Establish how many lines in the entries hold the string "Result". The number by itself is the whole answer.

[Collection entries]
===============
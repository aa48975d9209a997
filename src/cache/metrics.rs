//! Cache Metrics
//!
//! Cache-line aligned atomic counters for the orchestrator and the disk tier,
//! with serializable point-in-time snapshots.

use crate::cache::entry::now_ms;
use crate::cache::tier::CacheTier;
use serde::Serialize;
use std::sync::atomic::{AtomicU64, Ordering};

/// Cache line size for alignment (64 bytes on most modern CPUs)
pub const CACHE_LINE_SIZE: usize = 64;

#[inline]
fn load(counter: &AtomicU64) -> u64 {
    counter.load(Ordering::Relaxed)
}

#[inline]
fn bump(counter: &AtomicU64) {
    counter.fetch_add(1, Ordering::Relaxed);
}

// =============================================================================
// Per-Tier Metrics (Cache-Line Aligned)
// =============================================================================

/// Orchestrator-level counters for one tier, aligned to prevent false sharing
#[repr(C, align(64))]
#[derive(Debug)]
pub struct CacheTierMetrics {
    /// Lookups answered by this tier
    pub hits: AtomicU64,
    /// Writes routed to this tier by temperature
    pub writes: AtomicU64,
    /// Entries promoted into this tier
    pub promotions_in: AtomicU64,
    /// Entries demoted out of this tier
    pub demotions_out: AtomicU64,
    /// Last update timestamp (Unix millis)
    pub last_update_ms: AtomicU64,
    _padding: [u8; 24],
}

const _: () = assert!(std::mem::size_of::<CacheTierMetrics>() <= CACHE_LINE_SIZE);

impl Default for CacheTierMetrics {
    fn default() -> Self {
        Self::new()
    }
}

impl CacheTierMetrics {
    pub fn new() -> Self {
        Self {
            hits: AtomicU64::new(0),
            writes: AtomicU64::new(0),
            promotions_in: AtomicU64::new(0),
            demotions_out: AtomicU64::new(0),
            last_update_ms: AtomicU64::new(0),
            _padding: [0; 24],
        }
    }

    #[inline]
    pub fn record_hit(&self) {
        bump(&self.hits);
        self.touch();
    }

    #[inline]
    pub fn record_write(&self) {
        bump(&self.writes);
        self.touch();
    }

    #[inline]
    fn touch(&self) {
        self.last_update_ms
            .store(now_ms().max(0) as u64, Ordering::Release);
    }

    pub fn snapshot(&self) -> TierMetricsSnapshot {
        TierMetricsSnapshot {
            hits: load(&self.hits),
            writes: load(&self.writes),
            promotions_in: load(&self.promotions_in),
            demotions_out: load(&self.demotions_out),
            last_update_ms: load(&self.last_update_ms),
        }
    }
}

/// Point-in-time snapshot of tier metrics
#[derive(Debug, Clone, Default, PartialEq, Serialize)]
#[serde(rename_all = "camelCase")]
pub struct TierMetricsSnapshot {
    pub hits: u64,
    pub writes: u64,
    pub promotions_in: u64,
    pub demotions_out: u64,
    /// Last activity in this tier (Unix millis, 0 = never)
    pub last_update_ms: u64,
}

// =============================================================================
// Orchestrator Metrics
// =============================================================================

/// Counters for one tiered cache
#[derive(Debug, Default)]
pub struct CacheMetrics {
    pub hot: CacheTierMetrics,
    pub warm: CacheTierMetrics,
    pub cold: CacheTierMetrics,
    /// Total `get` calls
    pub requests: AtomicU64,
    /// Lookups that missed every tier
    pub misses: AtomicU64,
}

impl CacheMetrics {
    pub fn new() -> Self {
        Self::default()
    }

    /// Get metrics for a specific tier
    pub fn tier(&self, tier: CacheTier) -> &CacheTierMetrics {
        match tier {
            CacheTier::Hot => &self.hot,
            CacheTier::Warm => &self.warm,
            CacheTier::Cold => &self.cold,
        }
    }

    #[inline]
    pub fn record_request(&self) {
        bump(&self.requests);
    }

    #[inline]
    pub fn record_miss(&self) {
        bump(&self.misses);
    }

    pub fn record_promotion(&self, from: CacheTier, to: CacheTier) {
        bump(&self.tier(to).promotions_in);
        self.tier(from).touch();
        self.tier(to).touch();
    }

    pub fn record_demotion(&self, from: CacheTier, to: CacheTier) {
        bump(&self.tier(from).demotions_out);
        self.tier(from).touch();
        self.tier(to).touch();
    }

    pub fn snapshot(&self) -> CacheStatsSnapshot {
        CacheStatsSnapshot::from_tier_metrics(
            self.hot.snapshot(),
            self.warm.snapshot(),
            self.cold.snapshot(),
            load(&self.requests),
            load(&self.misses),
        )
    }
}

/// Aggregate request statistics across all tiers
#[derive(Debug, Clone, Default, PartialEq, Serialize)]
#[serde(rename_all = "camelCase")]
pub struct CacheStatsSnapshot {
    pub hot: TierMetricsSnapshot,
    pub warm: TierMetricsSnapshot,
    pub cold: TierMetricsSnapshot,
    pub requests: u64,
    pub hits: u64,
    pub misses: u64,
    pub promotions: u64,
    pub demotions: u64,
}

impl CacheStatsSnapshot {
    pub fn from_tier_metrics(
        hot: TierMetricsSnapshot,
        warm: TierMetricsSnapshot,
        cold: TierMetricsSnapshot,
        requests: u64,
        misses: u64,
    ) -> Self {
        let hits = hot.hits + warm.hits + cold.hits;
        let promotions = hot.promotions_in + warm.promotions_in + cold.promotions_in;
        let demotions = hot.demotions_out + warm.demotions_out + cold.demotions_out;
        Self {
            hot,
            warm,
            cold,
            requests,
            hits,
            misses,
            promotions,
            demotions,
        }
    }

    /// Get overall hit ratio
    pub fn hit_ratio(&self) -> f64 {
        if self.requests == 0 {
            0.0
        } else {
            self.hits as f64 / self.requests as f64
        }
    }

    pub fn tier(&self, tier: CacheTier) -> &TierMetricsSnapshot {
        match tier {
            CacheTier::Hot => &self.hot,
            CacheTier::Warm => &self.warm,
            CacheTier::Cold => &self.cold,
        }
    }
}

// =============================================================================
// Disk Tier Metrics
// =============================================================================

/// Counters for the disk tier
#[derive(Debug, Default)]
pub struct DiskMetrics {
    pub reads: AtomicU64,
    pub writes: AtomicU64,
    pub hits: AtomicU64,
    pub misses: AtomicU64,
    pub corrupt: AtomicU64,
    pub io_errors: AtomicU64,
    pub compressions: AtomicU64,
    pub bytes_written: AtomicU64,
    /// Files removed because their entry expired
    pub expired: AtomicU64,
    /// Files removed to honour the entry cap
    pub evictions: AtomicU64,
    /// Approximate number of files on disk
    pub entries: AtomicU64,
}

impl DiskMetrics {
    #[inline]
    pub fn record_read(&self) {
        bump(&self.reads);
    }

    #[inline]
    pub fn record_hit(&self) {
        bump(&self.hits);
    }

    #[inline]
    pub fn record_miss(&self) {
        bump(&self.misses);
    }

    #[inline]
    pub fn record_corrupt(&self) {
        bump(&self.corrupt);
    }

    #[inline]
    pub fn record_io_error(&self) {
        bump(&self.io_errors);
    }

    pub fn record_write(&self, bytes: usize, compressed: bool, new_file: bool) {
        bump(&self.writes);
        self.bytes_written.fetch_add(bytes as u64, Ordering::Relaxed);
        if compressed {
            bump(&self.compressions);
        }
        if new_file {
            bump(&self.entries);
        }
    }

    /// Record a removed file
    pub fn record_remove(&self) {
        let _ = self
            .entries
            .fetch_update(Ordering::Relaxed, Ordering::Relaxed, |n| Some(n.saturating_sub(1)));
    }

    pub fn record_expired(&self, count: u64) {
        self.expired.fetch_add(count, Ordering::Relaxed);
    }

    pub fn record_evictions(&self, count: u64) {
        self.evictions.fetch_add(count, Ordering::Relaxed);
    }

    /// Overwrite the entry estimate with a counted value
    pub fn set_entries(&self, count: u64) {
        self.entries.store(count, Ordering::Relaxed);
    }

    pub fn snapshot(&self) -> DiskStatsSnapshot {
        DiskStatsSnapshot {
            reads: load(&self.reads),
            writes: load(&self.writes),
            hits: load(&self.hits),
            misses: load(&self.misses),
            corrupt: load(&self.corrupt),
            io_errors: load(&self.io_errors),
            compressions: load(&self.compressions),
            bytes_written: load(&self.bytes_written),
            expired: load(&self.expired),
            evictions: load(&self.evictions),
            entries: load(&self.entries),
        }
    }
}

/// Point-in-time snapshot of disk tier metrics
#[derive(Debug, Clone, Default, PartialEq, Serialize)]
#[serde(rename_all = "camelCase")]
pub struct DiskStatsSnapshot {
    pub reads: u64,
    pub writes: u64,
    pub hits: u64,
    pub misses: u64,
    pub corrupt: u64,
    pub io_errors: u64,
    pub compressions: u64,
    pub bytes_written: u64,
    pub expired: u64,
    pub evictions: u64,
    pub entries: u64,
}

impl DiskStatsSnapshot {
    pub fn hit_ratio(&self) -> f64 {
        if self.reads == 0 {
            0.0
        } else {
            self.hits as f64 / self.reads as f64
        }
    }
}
===============
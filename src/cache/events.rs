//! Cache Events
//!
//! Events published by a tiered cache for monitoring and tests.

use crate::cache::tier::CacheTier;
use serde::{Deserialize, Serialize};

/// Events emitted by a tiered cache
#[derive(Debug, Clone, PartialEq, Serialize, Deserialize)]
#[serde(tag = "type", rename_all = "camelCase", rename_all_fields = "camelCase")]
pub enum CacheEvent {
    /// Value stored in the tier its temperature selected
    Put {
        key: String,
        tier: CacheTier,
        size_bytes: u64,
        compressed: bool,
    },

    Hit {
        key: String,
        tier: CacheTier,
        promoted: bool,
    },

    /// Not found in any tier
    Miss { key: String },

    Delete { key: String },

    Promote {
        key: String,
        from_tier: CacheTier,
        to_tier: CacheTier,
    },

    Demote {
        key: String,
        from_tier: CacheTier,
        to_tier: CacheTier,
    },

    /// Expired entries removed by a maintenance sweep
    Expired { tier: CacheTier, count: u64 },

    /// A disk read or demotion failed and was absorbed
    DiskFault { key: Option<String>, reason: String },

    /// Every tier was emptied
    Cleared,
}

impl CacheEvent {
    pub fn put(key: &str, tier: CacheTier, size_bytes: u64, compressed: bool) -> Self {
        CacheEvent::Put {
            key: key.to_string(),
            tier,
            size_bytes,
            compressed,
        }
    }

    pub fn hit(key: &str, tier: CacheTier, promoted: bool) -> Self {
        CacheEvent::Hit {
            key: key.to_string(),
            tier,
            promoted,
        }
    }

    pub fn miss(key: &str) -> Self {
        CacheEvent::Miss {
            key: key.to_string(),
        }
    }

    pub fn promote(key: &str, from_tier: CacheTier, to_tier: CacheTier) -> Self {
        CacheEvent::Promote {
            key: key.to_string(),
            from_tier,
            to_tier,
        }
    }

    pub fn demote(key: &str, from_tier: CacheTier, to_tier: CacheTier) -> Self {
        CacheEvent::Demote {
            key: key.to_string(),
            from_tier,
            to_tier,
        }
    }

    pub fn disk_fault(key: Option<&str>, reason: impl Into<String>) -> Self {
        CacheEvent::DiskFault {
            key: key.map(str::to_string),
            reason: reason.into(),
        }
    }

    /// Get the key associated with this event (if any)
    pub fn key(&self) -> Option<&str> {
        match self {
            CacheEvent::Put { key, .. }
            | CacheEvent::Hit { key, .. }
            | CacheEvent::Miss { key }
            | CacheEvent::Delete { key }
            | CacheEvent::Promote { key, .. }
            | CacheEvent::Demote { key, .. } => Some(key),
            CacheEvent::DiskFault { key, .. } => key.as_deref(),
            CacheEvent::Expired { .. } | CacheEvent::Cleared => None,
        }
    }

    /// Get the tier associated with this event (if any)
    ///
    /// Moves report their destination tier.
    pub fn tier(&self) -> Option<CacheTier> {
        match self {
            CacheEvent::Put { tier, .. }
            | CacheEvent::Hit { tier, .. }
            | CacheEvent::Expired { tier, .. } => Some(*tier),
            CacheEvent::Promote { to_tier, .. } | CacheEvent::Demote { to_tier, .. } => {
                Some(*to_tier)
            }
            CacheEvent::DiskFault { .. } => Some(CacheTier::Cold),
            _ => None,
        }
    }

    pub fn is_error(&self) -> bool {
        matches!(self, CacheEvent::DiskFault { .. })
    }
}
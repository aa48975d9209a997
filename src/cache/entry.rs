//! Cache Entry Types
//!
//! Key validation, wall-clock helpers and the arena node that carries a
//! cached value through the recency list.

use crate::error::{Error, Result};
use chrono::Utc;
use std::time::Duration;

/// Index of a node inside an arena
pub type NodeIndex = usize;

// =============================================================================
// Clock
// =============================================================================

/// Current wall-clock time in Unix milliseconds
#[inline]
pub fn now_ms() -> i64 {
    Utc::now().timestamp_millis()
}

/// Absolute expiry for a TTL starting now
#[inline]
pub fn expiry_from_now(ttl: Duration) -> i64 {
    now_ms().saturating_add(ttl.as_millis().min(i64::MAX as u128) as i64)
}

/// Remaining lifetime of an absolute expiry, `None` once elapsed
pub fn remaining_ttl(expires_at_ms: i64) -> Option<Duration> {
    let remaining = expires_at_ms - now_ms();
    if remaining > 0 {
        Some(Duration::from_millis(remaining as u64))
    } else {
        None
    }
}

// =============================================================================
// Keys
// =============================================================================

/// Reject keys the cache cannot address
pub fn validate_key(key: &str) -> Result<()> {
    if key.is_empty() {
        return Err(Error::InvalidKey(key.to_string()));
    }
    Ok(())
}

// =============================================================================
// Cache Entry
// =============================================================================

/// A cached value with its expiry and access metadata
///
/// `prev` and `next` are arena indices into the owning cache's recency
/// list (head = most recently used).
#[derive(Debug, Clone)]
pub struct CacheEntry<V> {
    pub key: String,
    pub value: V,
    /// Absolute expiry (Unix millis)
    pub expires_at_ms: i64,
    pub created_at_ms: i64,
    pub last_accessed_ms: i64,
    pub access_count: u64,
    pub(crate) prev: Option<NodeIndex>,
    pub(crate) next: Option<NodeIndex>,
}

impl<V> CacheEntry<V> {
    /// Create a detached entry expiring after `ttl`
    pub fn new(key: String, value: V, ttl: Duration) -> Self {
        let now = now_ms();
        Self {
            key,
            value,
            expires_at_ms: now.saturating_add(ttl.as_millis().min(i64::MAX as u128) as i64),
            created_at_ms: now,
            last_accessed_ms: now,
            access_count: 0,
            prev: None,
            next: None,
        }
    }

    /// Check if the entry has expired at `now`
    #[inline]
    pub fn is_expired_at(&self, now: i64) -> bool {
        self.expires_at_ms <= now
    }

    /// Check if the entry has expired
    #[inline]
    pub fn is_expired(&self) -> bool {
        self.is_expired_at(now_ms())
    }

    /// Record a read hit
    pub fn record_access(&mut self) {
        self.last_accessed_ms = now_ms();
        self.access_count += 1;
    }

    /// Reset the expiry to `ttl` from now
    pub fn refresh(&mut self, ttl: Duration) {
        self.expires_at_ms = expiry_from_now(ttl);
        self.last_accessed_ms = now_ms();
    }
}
===============
RESPONSE TO THIS EXERCISE
2